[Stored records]
........

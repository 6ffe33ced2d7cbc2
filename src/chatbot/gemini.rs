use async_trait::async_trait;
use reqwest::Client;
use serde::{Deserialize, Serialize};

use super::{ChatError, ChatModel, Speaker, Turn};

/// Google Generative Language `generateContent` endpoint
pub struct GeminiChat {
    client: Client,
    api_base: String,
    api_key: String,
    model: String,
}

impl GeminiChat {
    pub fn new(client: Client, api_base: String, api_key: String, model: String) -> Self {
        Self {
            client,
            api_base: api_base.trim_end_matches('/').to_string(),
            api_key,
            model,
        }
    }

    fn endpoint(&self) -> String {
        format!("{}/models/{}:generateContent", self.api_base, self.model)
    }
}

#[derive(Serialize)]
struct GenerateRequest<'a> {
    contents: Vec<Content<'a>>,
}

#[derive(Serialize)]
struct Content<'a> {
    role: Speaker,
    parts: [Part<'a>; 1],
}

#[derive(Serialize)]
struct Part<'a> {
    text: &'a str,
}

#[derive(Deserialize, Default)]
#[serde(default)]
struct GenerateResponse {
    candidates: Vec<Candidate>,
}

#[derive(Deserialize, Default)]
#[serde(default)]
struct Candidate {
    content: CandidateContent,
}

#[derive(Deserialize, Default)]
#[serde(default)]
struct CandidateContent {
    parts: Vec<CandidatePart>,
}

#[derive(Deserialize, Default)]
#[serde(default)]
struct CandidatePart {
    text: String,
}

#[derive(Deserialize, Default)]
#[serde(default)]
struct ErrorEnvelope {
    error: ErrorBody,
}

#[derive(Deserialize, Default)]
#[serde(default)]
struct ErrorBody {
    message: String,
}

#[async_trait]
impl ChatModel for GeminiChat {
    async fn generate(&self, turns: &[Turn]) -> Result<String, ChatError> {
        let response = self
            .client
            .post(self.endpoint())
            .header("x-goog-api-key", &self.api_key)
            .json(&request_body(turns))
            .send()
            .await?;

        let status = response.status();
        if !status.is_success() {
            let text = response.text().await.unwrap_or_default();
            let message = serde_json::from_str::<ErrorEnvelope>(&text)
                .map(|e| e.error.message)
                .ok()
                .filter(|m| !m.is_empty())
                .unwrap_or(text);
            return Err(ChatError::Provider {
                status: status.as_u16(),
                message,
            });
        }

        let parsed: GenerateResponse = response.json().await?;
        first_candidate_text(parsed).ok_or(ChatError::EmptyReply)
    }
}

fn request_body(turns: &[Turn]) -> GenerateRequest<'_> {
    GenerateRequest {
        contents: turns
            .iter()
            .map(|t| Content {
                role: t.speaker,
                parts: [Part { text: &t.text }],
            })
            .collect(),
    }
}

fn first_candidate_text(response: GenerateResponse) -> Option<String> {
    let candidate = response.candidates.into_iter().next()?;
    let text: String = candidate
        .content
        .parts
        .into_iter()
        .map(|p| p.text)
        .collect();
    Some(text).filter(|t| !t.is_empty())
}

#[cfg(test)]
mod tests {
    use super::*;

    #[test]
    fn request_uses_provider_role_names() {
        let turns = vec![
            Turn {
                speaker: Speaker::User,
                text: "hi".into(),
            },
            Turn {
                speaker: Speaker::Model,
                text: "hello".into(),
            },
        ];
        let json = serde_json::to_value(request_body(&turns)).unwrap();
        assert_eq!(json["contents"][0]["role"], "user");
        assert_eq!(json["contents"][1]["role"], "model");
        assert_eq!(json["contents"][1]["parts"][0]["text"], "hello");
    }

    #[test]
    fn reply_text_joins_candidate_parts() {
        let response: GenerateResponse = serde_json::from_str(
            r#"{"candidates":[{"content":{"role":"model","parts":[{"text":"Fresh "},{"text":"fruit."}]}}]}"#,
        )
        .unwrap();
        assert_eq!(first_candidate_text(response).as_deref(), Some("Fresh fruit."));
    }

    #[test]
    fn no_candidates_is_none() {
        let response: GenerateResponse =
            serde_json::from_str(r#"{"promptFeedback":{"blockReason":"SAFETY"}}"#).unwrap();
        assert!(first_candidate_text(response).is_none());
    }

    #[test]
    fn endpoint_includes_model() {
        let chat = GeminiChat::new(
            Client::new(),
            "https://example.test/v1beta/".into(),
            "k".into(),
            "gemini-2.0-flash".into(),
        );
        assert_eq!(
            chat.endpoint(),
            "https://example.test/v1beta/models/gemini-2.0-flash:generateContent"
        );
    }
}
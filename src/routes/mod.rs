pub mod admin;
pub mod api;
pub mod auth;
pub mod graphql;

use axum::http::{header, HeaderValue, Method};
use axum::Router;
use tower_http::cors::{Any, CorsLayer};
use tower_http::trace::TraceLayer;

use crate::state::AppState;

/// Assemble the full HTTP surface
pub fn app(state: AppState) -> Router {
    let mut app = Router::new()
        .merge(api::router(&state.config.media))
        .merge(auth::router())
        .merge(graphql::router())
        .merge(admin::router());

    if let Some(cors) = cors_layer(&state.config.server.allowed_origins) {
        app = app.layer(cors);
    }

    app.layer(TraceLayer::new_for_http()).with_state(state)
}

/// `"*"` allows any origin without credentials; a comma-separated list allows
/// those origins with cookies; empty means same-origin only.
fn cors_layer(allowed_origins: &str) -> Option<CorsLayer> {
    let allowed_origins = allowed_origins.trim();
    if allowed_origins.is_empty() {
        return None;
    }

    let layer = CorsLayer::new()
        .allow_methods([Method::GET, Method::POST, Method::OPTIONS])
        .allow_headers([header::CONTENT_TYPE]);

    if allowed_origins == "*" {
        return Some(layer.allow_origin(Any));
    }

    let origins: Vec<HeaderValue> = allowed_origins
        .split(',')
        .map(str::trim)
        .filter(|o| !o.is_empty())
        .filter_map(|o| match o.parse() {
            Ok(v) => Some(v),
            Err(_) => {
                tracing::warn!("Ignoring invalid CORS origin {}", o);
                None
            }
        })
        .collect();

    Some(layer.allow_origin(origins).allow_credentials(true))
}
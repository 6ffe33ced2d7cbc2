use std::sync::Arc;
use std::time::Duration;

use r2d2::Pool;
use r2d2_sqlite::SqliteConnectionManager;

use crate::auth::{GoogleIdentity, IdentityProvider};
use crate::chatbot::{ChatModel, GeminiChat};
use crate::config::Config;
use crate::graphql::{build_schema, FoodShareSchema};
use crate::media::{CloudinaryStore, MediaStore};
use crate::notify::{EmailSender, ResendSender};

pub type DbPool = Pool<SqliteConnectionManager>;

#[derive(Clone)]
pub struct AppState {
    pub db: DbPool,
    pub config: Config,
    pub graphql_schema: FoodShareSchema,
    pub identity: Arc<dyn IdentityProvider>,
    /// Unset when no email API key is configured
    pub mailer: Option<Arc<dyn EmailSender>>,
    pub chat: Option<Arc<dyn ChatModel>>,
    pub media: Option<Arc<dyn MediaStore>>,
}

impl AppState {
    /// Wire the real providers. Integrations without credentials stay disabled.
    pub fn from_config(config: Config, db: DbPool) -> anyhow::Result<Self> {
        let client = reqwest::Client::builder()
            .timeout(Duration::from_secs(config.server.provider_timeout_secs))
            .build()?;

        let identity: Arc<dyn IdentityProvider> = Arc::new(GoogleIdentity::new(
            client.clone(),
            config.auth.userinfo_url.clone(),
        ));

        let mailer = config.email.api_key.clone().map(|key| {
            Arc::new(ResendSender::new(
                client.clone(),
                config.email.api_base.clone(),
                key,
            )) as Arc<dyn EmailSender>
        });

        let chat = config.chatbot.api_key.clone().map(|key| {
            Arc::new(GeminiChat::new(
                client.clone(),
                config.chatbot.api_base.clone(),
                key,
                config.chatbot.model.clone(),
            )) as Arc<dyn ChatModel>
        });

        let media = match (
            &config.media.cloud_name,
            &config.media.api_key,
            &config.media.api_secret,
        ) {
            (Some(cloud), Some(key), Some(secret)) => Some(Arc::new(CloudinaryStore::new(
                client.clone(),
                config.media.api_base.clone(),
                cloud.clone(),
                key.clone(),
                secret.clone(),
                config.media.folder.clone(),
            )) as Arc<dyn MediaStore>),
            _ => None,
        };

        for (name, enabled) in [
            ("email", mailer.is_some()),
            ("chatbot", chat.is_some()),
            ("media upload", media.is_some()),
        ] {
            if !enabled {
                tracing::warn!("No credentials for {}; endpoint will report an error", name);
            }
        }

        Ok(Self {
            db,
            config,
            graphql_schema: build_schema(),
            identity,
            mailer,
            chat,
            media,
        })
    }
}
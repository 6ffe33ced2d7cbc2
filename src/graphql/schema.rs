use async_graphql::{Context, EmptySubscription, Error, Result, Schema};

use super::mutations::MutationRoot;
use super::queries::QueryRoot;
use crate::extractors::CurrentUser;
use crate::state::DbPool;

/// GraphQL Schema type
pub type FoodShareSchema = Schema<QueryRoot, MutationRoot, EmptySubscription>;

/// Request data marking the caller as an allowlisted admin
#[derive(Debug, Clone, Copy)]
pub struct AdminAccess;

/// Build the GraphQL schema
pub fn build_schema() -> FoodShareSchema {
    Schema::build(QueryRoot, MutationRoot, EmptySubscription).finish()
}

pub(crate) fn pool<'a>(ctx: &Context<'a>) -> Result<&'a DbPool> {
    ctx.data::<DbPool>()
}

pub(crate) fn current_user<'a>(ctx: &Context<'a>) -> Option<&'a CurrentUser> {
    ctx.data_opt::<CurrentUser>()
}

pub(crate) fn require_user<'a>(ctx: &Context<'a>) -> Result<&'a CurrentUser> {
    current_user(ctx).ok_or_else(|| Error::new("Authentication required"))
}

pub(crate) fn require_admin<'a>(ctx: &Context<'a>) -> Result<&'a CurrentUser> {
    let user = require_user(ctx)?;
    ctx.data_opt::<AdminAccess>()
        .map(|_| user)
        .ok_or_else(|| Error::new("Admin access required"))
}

........

■ **WORK TO BE COMPLETED**
Here the output must be the lines above from the line with "as Arc<dyn ChatModel>" to the line with "pub struct AdminAccess;", both included, duplicated word for word and nothing else.

■ **TASK RESPONSE**
            )) as Arc<dyn ChatModel>
        });

        let media = match (
            &config.media.cloud_name,
            &config.media.api_key,
            &config.media.api_secret,
        ) {
            (Some(cloud), Some(key), Some(secret)) => Some(Arc::new(CloudinaryStore::new(
                client.clone(),
                config.media.api_base.clone(),
                cloud.clone(),
                key.clone(),
                secret.clone(),
                config.media.folder.clone(),
            )) as Arc<dyn MediaStore>),
            _ => None,
        };

        for (name, enabled) in [
            ("email", mailer.is_some()),
            ("chatbot", chat.is_some()),
            ("media upload", media.is_some()),
        ] {
            if !enabled {
                tracing::warn!("No credentials for {}; endpoint will report an error", name);
            }
        }

        Ok(Self {
            db,
            config,
            graphql_schema: build_schema(),
            identity,
            mailer,
            chat,
            media,
        })
    }
}
repository 6ffe33ced2d7cbc2
filename src/graphql/schema.rs
use async_graphql::{Context, EmptySubscription, Error, Result, Schema};

use super::mutations::MutationRoot;
use super::queries::QueryRoot;
use crate::extractors::CurrentUser;
use crate::state::DbPool;

/// GraphQL Schema type
pub type FoodShareSchema = Schema<QueryRoot, MutationRoot, EmptySubscription>;

/// Request data marking the caller as an allowlisted admin
#[derive(Debug, Clone, Copy)]
pub struct AdminAccess;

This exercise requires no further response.